PROBLEM TO WORK ON: Repeat only the lines below from the one containing "#[serde(default)]" through the one containing "pub const DEFAULT_SAT_THR: u8 = 255;", inclusive, exactly as written.

RAW DATA:
//! Shared types for the nightprep enhancement pipeline.

use serde::{Deserialize, Serialize};

/// Re-export `RgbImage` so downstream crates can pass frames around
/// without depending on `image` directly.
pub use image::RgbImage;

/// Re-export `GrayImage` so downstream crates can reference
/// single-channel intermediates (luminance, mask rasters).
pub use image::GrayImage;

/// Mask value for a trusted pixel.
pub const TRUSTED: u8 = 0;

/// Mask value for an excluded pixel.
pub const EXCLUDED: u8 = 255;

/// Image dimensions in pixels.
#[derive(Debug, Clone, Copy, PartialEq, Eq, Serialize, Deserialize)]
pub struct Dimensions {
    /// Width in pixels.
    pub width: u32,
    /// Height in pixels.
    pub height: u32,
}

impl Dimensions {
    /// Dimensions of an image buffer.
    #[must_use]
    pub fn of<P: image::Pixel>(image: &image::ImageBuffer<P, Vec<P::Subpixel>>) -> Self {
        Self {
            width: image.width(),
            height: image.height(),
        }
    }

    /// Total pixel count (`width * height`).
    #[must_use]
    pub const fn pixel_count(self) -> u64 {
        self.width as u64 * self.height as u64
    }
}

/// CLAHE tile grid: the image is split into `columns x rows` tiles,
/// each with its own clipped histogram.
#[derive(Debug, Clone, Copy, PartialEq, Eq, Serialize, Deserialize)]
pub struct TileGrid {
    /// Number of tiles across the image width.
    pub columns: u32,
    /// Number of tiles down the image height.
    pub rows: u32,
}

impl TileGrid {
    /// Create a tile grid.
    #[must_use]
    pub const fn new(columns: u32, rows: u32) -> Self {
        Self { columns, rows }
    }
}

impl Default for TileGrid {
    fn default() -> Self {
        PipelineConfig::DEFAULT_CLAHE_TILE_GRID
    }
}

/// Tunable parameters for the enhancement pipeline.
///
/// Immutable for the duration of a run and shared read-only by every
/// frame. Missing fields fall back to their defaults when deserialized,
/// so a partial JSON object is a valid config.
///
/// Call [`validate`](Self::validate) (or construct an
/// [`Enhancer`](crate::Enhancer), which does so) before processing.
#[derive(Debug, Clone, PartialEq, Serialize, Deserialize)]
#[serde(default)]
pub struct PipelineConfig {
    /// Gamma exponent. Values below 1.0 brighten dark imagery.
    pub gamma: f64,

    /// CLAHE clip limit, as a multiple of the mean histogram bin height.
    /// Non-positive values disable clipping (plain tiled equalization).
    pub clahe_clip_limit: f32,

    /// CLAHE tile grid.
    pub clahe_tile_grid: TileGrid,

    /// Bilateral filter window diameter in pixels.
    pub bilateral_diameter: u32,

    /// Bilateral filter color-similarity sigma.
    pub bilateral_sigma_color: f32,

    /// Bilateral filter spatial sigma.
    pub bilateral_sigma_space: f32,

    /// Luminance at or above which a pixel is treated as saturated.
    ///
    /// The default of 255 only matches fully clipped pixels. This is a
    /// tuning choice; lower it (e.g. to 245) to also catch near-saturated
    /// glare.
    pub sat_thr: u8,

    /// Luminance at or below which a pixel is treated as deep shadow.
    pub dark_thr: u8,

    /// Side of the square structuring element used to dilate the
    /// saturated-pixel mask. Must be odd.
    pub dilate_bright_k: u32,

    /// Side of the square structuring element used to dilate the
    /// deep-shadow mask. Must be odd.
    pub dilate_dark_k: u32,

    /// Fraction of image rows, counted from the bottom, that are always
    /// excluded (vehicle hood / sensor mount). Rig-specific.
    pub bottom_exclusion_fraction: f64,
}

impl PipelineConfig {
    /// Default gamma exponent.
    pub const DEFAULT_GAMMA: f64 = 0.5;
    /// Default CLAHE clip limit.
    pub const DEFAULT_CLAHE_CLIP_LIMIT: f32 = 2.0;
    /// Default CLAHE tile grid (8x8).
    pub const DEFAULT_CLAHE_TILE_GRID: TileGrid = TileGrid::new(8, 8);
    /// Default bilateral window diameter.
    pub const DEFAULT_BILATERAL_DIAMETER: u32 = 5;
    /// Default bilateral color sigma.
    pub const DEFAULT_BILATERAL_SIGMA_COLOR: f32 = 75.0;
    /// Default bilateral spatial sigma.
    pub const DEFAULT_BILATERAL_SIGMA_SPACE: f32 = 75.0;
    /// Default saturation threshold.
    pub const DEFAULT_SAT_THR: u8 = 255;
    /// Default deep-shadow threshold.
    pub const DEFAULT_DARK_THR: u8 = 8;
    /// Default bright-mask dilation side.
    pub const DEFAULT_DILATE_BRIGHT_K: u32 = 25;
    /// Default dark-mask dilation side.
    pub const DEFAULT_DILATE_DARK_K: u32 = 5;
    /// Default bottom exclusion fraction (bottom quarter).
    pub const DEFAULT_BOTTOM_EXCLUSION_FRACTION: f64 = 0.25;

    /// Largest accepted dilation side. The structuring element radius
    /// must fit the `u8` radius taken by `imageproc`'s dilation.
    pub const MAX_DILATE_K: u32 = 255;

    /// Largest accepted bilateral window diameter.
    pub const MAX_BILATERAL_DIAMETER: u32 = 255;

    /// Check every parameter against its valid range.
    ///
    /// # Errors
    ///
    /// Returns [`PipelineError::InvalidConfig`] naming the first
    /// offending field.
    pub fn validate(&self) -> Result<(), PipelineError> {
        if !self.gamma.is_finite() || self.gamma <= 0.0 {
            return Err(invalid(format!(
                "gamma must be finite and positive, got {}",
                self.gamma
            )));
        }
        if !self.clahe_clip_limit.is_finite() {
            return Err(invalid(format!(
                "clahe_clip_limit must be finite, got {}",
                self.clahe_clip_limit
            )));
        }
        if self.clahe_tile_grid.columns == 0 || self.clahe_tile_grid.rows == 0 {
            return Err(invalid(format!(
                "clahe_tile_grid must be at least 1x1, got {}x{}",
                self.clahe_tile_grid.columns, self.clahe_tile_grid.rows
            )));
        }
        if self.bilateral_diameter == 0 || self.bilateral_diameter > Self::MAX_BILATERAL_DIAMETER {
            return Err(invalid(format!(
                "bilateral_diameter must be in 1..={}, got {}",
                Self::MAX_BILATERAL_DIAMETER,
                self.bilateral_diameter
            )));
        }
        for (name, sigma) in [
            ("bilateral_sigma_color", self.bilateral_sigma_color),
            ("bilateral_sigma_space", self.bilateral_sigma_space),
        ] {
            if !sigma.is_finite() || sigma <= 0.0 {
                return Err(invalid(format!(
                    "{name} must be finite and positive, got {sigma}"
                )));
            }
        }
        for (name, k) in [
            ("dilate_bright_k", self.dilate_bright_k),
            ("dilate_dark_k", self.dilate_dark_k),
        ] {
            if k == 0 || k % 2 == 0 || k > Self::MAX_DILATE_K {
                return Err(invalid(format!(
                    "{name} must be an odd value in 1..={}, got {k}",
                    Self::MAX_DILATE_K
                )));
            }
        }
        if !(0.0..=1.0).contains(&self.bottom_exclusion_fraction) {
            return Err(invalid(format!(
                "bottom_exclusion_fraction must be within [0, 1], got {}",
                self.bottom_exclusion_fraction
            )));
        }
        Ok(())
    }
}

fn invalid(message: String) -> PipelineError {
    PipelineError::InvalidConfig(message)
}

impl Default for PipelineConfig {
    fn default() -> Self {
        Self {
            gamma: Self::DEFAULT_GAMMA,
            clahe_clip_limit: Self::DEFAULT_CLAHE_CLIP_LIMIT,
            clahe_tile_grid: Self::DEFAULT_CLAHE_TILE_GRID,
            bilateral_diameter: Self::DEFAULT_BILATERAL_DIAMETER,
            bilateral_sigma_color: Self::DEFAULT_BILATERAL_SIGMA_COLOR,
            bilateral_sigma_space: Self::DEFAULT_BILATERAL_SIGMA_SPACE,
            sat_thr: Self::DEFAULT_SAT_THR,
            dark_thr: Self::DEFAULT_DARK_THR,
            dilate_bright_k: Self::DEFAULT_DILATE_BRIGHT_K,
            dilate_dark_k: Self::DEFAULT_DILATE_DARK_K,
            bottom_exclusion_fraction: Self::DEFAULT_BOTTOM_EXCLUSION_FRACTION,
        }
    }
}

/// Binary exclusion mask: `0` marks a trusted pixel, `255` an excluded one.
///
/// The wrapped raster can only be built through constructors that write
/// [`TRUSTED`] or [`EXCLUDED`], so no other value ever appears.
#[derive(Debug, Clone, PartialEq, Eq)]
pub struct ExclusionMask(GrayImage);

impl ExclusionMask {
    /// A mask with every pixel trusted.
    #[must_use]
    pub fn empty(dimensions: Dimensions) -> Self {
        Self(GrayImage::new(dimensions.width, dimensions.height))
    }

    /// Exclude every pixel of `source` for which `excluded` returns `true`.
    #[must_use]
    pub fn from_predicate(source: &GrayImage, excluded: impl Fn(u8) -> bool) -> Self {
        Self(GrayImage::from_fn(source.width(), source.height(), |x, y| {
            image::Luma([binary(excluded(source.get_pixel(x, y).0[0]))])
        }))
    }

    /// Exclude every pixel whose coordinates satisfy `excluded`.
    #[must_use]
    pub fn from_region(dimensions: Dimensions, excluded: impl Fn(u32, u32) -> bool) -> Self {
        Self(GrayImage::from_fn(
            dimensions.width,
            dimensions.height,
            |x, y| image::Luma([binary(excluded(x, y))]),
        ))
    }

    /// Wrap a raster, treating any non-zero pixel as excluded.
    #[must_use]
    pub fn from_nonzero(raster: &GrayImage) -> Self {
        Self::from_predicate(raster, |v| v != TRUSTED)
    }

    /// Pixelwise union (logical OR) with another mask.
    ///
    /// # Errors
    ///
    /// Returns [`PipelineError::DimensionMismatch`] if the masks differ
    /// in size.
    pub fn union(&self, other: &Self) -> Result<Self, PipelineError> {
        if self.dimensions() != other.dimensions() {
            return Err(PipelineError::DimensionMismatch {
                expected: self.dimensions(),
                actual: other.dimensions(),
            });
        }
        let mut merged = self.0.clone();
        for (dst, src) in merged.pixels_mut().zip(other.0.pixels()) {
            dst.0[0] |= src.0[0];
        }
        Ok(Self(merged))
    }

    /// Mask dimensions.
    #[must_use]
    pub fn dimensions(&self) -> Dimensions {
        Dimensions::of(&self.0)
    }

    /// Whether the pixel at `(x, y)` is excluded.
    ///
    /// Out-of-bounds coordinates are reported as trusted.
    #[must_use]
    pub fn is_excluded(&self, x: u32, y: u32) -> bool {
        self.0
            .get_pixel_checked(x, y)
            .is_some_and(|p| p.0[0] == EXCLUDED)
    }

    /// Number of excluded pixels.
    #[must_use]
    pub fn excluded_count(&self) -> u64 {
        self.0
            .pixels()
            .map(|p| u64::from(u8::from(p.0[0] == EXCLUDED)))
            .sum()
    }

    /// Returns `true` if every pixel excluded in `other` is also
    /// excluded in `self`.
    #[must_use]
    pub fn contains(&self, other: &Self) -> bool {
        self.dimensions() == other.dimensions()
            && self
                .0
                .pixels()
                .zip(other.0.pixels())
                .all(|(a, b)| a.0[0] == EXCLUDED || b.0[0] == TRUSTED)
    }

    /// Borrow the underlying single-channel raster.
    #[must_use]
    pub const fn as_image(&self) -> &GrayImage {
        &self.0
    }

    /// Consume the mask and return the underlying raster.
    #[must_use]
    pub fn into_image(self) -> GrayImage {
        self.0
    }
}

const fn binary(excluded: bool) -> u8 {
    if excluded { EXCLUDED } else { TRUSTED }
}

/// The two products handed to a sink for every frame.
#[derive(Debug, Clone, PartialEq)]
pub struct EnhancedFrame {
    /// Gamma-corrected, contrast-equalized, denoised color image.
    pub image: RgbImage,
    /// Exclusion mask with the same dimensions as `image`.
    pub mask: ExclusionMask,
}

impl EnhancedFrame {
    /// Dimensions shared by the image and its mask.
    #[must_use]
    pub fn dimensions(&self) -> Dimensions {
        Dimensions::of(&self.image)
    }
}

/// Result of running the pipeline with all intermediate stage outputs
/// preserved, for inspection and testing.
#[derive(Debug, Clone)]
pub struct StagedResult {
    /// Stage 0: decoded input frame.
    pub original: RgbImage,
    /// Stage 1: gamma + CLAHE normalized frame.
    pub normalized: RgbImage,
    /// Stage 2: bilateral-filtered frame (the final enhanced image).
    pub denoised: RgbImage,
    /// Stage 3a: BT.601 luminance of the denoised frame.
    pub luminance: GrayImage,
    /// Stage 3b: dilated saturated-pixel mask.
    pub bright: ExclusionMask,
    /// Stage 3c: dilated deep-shadow mask.
    pub dark: ExclusionMask,
    /// Stage 3d: static bottom-region mask.
    pub bottom: ExclusionMask,
    /// Stage 3e: union of the three sub-masks.
    pub mask: ExclusionMask,
}

impl StagedResult {
    /// Drop the intermediates, keeping only what a sink persists.
    #[must_use]
    pub fn into_enhanced(self) -> EnhancedFrame {
        EnhancedFrame {
            image: self.denoised,
            mask: self.mask,
        }
    }
}

/// Errors that can occur during pipeline processing.
#[derive(Debug, thiserror::Error)]
pub enum PipelineError {
    /// Failed to decode the input image.
    #[error("failed to decode image: {0}")]
    ImageDecode(#[from] image::ImageError),

    /// The input image bytes were empty.
    #[error("input image data is empty")]
    EmptyInput,

    /// Pipeline configuration is invalid.
    #[error("invalid pipeline configuration: {0}")]
    InvalidConfig(String),

    /// Two rasters that must share a size do not.
    #[error(
        "dimension mismatch: expected {}x{}, got {}x{}",
        .expected.width,
        .expected.height,
        .actual.width,
        .actual.height
    )]
    DimensionMismatch {
        /// Size of the reference raster.
        expected: Dimensions,
        /// Size of the offending raster.
        actual: Dimensions,
    },
}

TASK RESULT:
#[serde(default)]
pub struct PipelineConfig {
    /// Gamma exponent. Values below 1.0 brighten dark imagery.
    pub gamma: f64,

    /// CLAHE clip limit, as a multiple of the mean histogram bin height.
    /// Non-positive values disable clipping (plain tiled equalization).
    pub clahe_clip_limit: f32,

    /// CLAHE tile grid.
    pub clahe_tile_grid: TileGrid,

    /// Bilateral filter window diameter in pixels.
    pub bilateral_diameter: u32,

    /// Bilateral filter color-similarity sigma.
    pub bilateral_sigma_color: f32,

    /// Bilateral filter spatial sigma.
    pub bilateral_sigma_space: f32,

    /// Luminance at or above which a pixel is treated as saturated.
    ///
    /// The default of 255 only matches fully clipped pixels. This is a
    /// tuning choice; lower it (e.g. to 245) to also catch near-saturated
    /// glare.
    pub sat_thr: u8,

    /// Luminance at or below which a pixel is treated as deep shadow.
    pub dark_thr: u8,

    /// Side of the square structuring element used to dilate the
    /// saturated-pixel mask. Must be odd.
    pub dilate_bright_k: u32,

    /// Side of the square structuring element used to dilate the
    /// deep-shadow mask. Must be odd.
    pub dilate_dark_k: u32,

    /// Fraction of image rows, counted from the bottom, that are always
    /// excluded (vehicle hood / sensor mount). Rig-specific.
    pub bottom_exclusion_fraction: f64,
}

impl PipelineConfig {
    /// Default gamma exponent.
    pub const DEFAULT_GAMMA: f64 = 0.5;
    /// Default CLAHE clip limit.
    pub const DEFAULT_CLAHE_CLIP_LIMIT: f32 = 2.0;
    /// Default CLAHE tile grid (8x8).
    pub const DEFAULT_CLAHE_TILE_GRID: TileGrid = TileGrid::new(8, 8);
    /// Default bilateral window diameter.
    pub const DEFAULT_BILATERAL_DIAMETER: u32 = 5;
    /// Default bilateral color sigma.
    pub const DEFAULT_BILATERAL_SIGMA_COLOR: f32 = 75.0;
    /// Default bilateral spatial sigma.
    pub const DEFAULT_BILATERAL_SIGMA_SPACE: f32 = 75.0;
    /// Default saturation threshold.
    pub const DEFAULT_SAT_THR: u8 = 255;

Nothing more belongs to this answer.